第百四十七話 対策会議、安心と安全
「よしダニエラ。まずはスリ対策だ」
村を出て東へ歩くこと数時間。日も暮れて、夕食も胃の中に納まり後は朝を待つだけの時間。僕達はニコラの治安に打ち勝つ為の会議を始めた。
「ふむ、スリと言えばポケットの中身を奪われるのが定番だな」
「そうだ。不用心に入れっぱなしにしてると『おっとごめんよ』とか言ってぶつかられて、奪われるんだ」
絶対にこういうのってあるよな。見てきたかのように話しているが経験はない。だが知識としてしっているから大丈夫。
「でもアサギ、財布は虚ろの鞄の中だろう?」
「ん? あー……まぁ、そうだね」
普段から落とさないように鞄の中に入れることにしているからね……盗られようがないね。

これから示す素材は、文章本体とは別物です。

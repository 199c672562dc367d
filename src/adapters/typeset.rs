use crate::domain::figure::TextMode;
use std::path::Path;

const LINUX_LATEX: &str = "/usr/bin/latex";

/// Decides once, at startup, whether text should be typeset TeX style.
///
/// On macOS a TeX distribution is assumed when `PATH` mentions `tex`; on Linux
/// when `/usr/bin/latex` exists. Other platforms always get plain text.
pub fn detect_text_mode() -> TextMode {
    let path_var = std::env::var("PATH").ok();
    let mode = detect_from(std::env::consts::OS, path_var.as_deref(), |p| p.is_file());
    tracing::debug!("Detected text mode {:?} on {}", mode, std::env::consts::OS);
    mode
}

pub fn detect_from<F>(os: &str, path_var: Option<&str>, file_exists: F) -> TextMode
where
    F: Fn(&Path) -> bool,
{
    let found = match os {
        "macos" => path_var.is_some_and(|p| p.contains("tex")),
        "linux" => file_exists(Path::new(LINUX_LATEX)),
        _ => false,
    };

    if found {
        TextMode::Typeset
    } else {
        TextMode::Plain
    }
}
/// Parses `#RRGGBB`, `#RGB` or a basic colour name.
pub fn parse_color(value: &str) -> Option<RGBColor> {
    let value = value.trim();

    if let Some(hex) = value.strip_prefix('#') {
        if !hex.chars().all(|c| c.is_ascii_hexdigit()) {
            return None;
        }
        return match hex.len() {
            6 => {
                let v = u32::from_str_radix(hex, 16).ok()?;
                Some(RGBColor((v >> 16) as u8, (v >> 8) as u8, v as u8))
            }
            3 => {
                let v = u32::from_str_radix(hex, 16).ok()?;
                let expand = |nibble: u32| (nibble * 17) as u8;
                Some(RGBColor(
                    expand((v >> 8) & 0xF),
                    expand((v >> 4) & 0xF),
                    expand(v & 0xF),
                ))
            }
            _ => None,
        };
    }

    let (r, g, b) = match value.to_ascii_lowercase().as_str() {
        "black" | "k" => (0, 0, 0),
        "white" | "w" => (255, 255, 255),
        "red" | "r" => (255, 0, 0),
        "green" | "g" => (0, 128, 0),
        "blue" | "b" => (0, 0, 255),
        "yellow" | "y" => (255, 255, 0),
        "cyan" | "c" => (0, 255, 255),
        "magenta" | "m" => (255, 0, 255),
        "gray" | "grey" => (128, 128, 128),
        "orange" => (255, 165, 0),
        "purple" => (128, 0, 128),
        "brown" => (165, 42, 42),
        "pink" => (255, 192, 203),
        "gold" => (255, 215, 0),
        "navy" => (0, 0, 128),
        "teal" => (0, 128, 128),
        "olive" => (128, 128, 0),
        "maroon" => (128, 0, 0),
        "lime" => (0, 255, 0),
        "silver" => (192, 192, 192),
        _ => return None,
    };
    Some(RGBColor(r, g, b))
}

「まさか鞄を奪われるなんてことはないだろうし、大丈夫か」
「いや、甘いぞアサギ」
ダニエラが焚き火に薪を放り込みながら言う。
「私は以前、鞄を奪われたことがある」
「なんだって?」
そんなお間抜けさんだったのか……?
「昔のことだがな。宿を探していた時に宿の子を自称する子が現れてな。案内するから鞄を持つというので持たせたんだ。サービスがしっかりしているなと思ったのも束の間、人混みに紛れて奪われた」
「うわぁ……」
「こういうこともあるから、鞄はしっかり大事にしなければいけない」
外国に行った素人旅行者がやらかしそうなミスを犯すなんて……。
「あとはこういうこともある。新しい町ということで浮かれて辺りをキョロキョロ見ていると、背中に背負った鞄の蓋がいつの間にか開かれて……中身だけ奪われる」
「えぇ……」
まるで平和ボケした素人旅行者のような……いやいや、僕も油断出来ない。なんてったって異世界だからな。鞄は前に下げることにしよう。

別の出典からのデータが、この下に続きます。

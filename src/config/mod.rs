#[cfg(feature = "cli")]
pub mod cli;
pub mod style;

#[cfg(feature = "cli")]
pub use cli::CliConfig;
pub use style::{StyleConfig, TextModeSetting, DEFAULT_OUTPUT_PATH};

「しかしだアサギ。そうやって警戒心を剥き出しにしていると絡まれる。舐められたりするから要注意だ」
「どうしろってんだ……」
あれも駄目、これも駄目。対策のしようが無いじゃないか。
「簡単だ。常に気を張り、絡まれれば即殴る。集団で来ようが不意打ちして来ようがこれを正面から迎撃、殲滅する。そうすれば向こうから手を出してくることは無くなる」
「どっちが物騒かって話だな……」
郷に入っては郷に従えと言うけれど、同じように野蛮になってしまっては意味がないだろう。僕達は品のある冒険者なんだからもっとこう、スマートに、エレガントに解決したい。

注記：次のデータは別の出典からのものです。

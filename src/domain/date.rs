use crate::utils::error::{GanttError, Result};
use chrono::{Datelike, NaiveDate};
use regex::Regex;
use std::fmt;
use std::sync::OnceLock;

fn month_year_pattern() -> &'static Regex {
    static PATTERN: OnceLock<Regex> = OnceLock::new();
    PATTERN.get_or_init(|| Regex::new(r"^(\d{2})-(\d{4})$").expect("static regex is valid"))
}

/// A calendar month, stored as the first day of that month.
#[derive(Debug, Clone, Copy, PartialEq, Eq, PartialOrd, Ord, Hash)]
pub struct MonthYear(NaiveDate);

impl MonthYear {
    /// Parses `MM-YYYY`, e.g. `03-2021`.
    pub fn parse(value: &str) -> Result<Self> {
        let format_error = || GanttError::FormatError {
            value: value.to_string(),
        };

        let caps = month_year_pattern()
            .captures(value)
            .ok_or_else(format_error)?;
        let month: u32 = caps[1].parse().map_err(|_| format_error())?;
        let year: i32 = caps[2].parse().map_err(|_| format_error())?;

        if year < 1 {
            return Err(format_error());
        }

        NaiveDate::from_ymd_opt(year, month, 1)
            .map(MonthYear)
            .ok_or_else(format_error)
    }

    pub fn month(&self) -> u32 {
        self.0.month()
    }

    pub fn year(&self) -> i32 {
        self.0.year()
    }

    pub fn date(&self) -> NaiveDate {
        self.0
    }

    /// Day number in the proleptic Gregorian calendar, 0001-01-01 being day 1.
    pub fn ordinal(&self) -> i64 {
        i64::from(self.0.num_days_from_ce())
    }

    /// Whole days from `self` to `later`; negative when `later` is earlier.
    pub fn days_until(&self, later: &MonthYear) -> i64 {
        (later.0 - self.0).num_days()
    }
}

impl fmt::Display for MonthYear {
    fn fmt(&self, f: &mut fmt::Formatter<'_>) -> fmt::Result {
        write!(f, "{:02}-{:04}", self.month(), self.year())
    }
}

impl std::str::FromStr for MonthYear {
    type Err = GanttError;

    fn from_str(s: &str) -> Result<Self> {
        MonthYear::parse(s)
    }
}

#[cfg(test)]
mod tests {
    use super::*;

    #[test]
    fn test_parse_and_format_round_trip() {
        for value in ["01-2021", "12-1999", "07-0001", "02-2024"] {
            let date = MonthYear::parse(value).unwrap();
            assert_eq!(date.to_string(), value);
        }
    }

    #[test]
    fn test_parse_rejects_wrong_layout() {
        for value in ["2020-01", "1-2020", "01/2020", "01-20", " 01-2020", "01-2020x", ""] {
            let err = MonthYear::parse(value).unwrap_err();
            assert!(
                matches!(&err, GanttError::FormatError { value: v } if v == value),
                "unexpected error for {:?}: {}",
                value,
                err
            );
        }
    }

    #[test]
    fn test_parse_rejects_month_out_of_range() {
        assert!(MonthYear::parse("00-2020").is_err());
        assert!(MonthYear::parse("13-2020").is_err());
        assert!(MonthYear::parse("01-0000").is_err());
    }

    #[test]
    fn test_ordinal_matches_calendar() {
        let first = MonthYear::parse("01-0001").unwrap();
        assert_eq!(first.ordinal(), 1);

        let jan = MonthYear::parse("01-2021").unwrap();
        let mar = MonthYear::parse("03-2021").unwrap();
        assert_eq!(jan.ordinal(), 737791);
        assert_eq!(mar.ordinal() - jan.ordinal(), 59);
        assert_eq!(jan.days_until(&mar), 59);
    }

    #[test]
    fn test_leap_year_february() {
        let feb = MonthYear::parse("02-2024").unwrap();
        let mar = MonthYear::parse("03-2024").unwrap();
        assert_eq!(feb.days_until(&mar), 29);
    }

    #[test]
    fn test_ordering_follows_time() {
        let a = MonthYear::parse("12-2020").unwrap();
        let b = MonthYear::parse("01-2021").unwrap();
        assert!(a < b);
        assert!(a.ordinal() < b.ordinal());
    }
}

「そうは言っても武力には武力だぞ? 奴等は言葉が通じないんだから」
「そこまで言うか。いやでも通じていても不思議なフィルターが掛かっているのはどこも一緒なんだろうな」
夜勤をやっていた時もそんなお客さん居たなぁと思い出し笑いをする。
「アサギも経験があるのか?」
「まぁな。あっちの世界だけど」
「なるほどな……どこにでも居るということか。勿論、殲滅したのだろう?」
「するわけねーだろ」
普通に捕まるわ。
ということで何の実入りもない対策会議は閉会した。こんなんで大丈夫なのかな……。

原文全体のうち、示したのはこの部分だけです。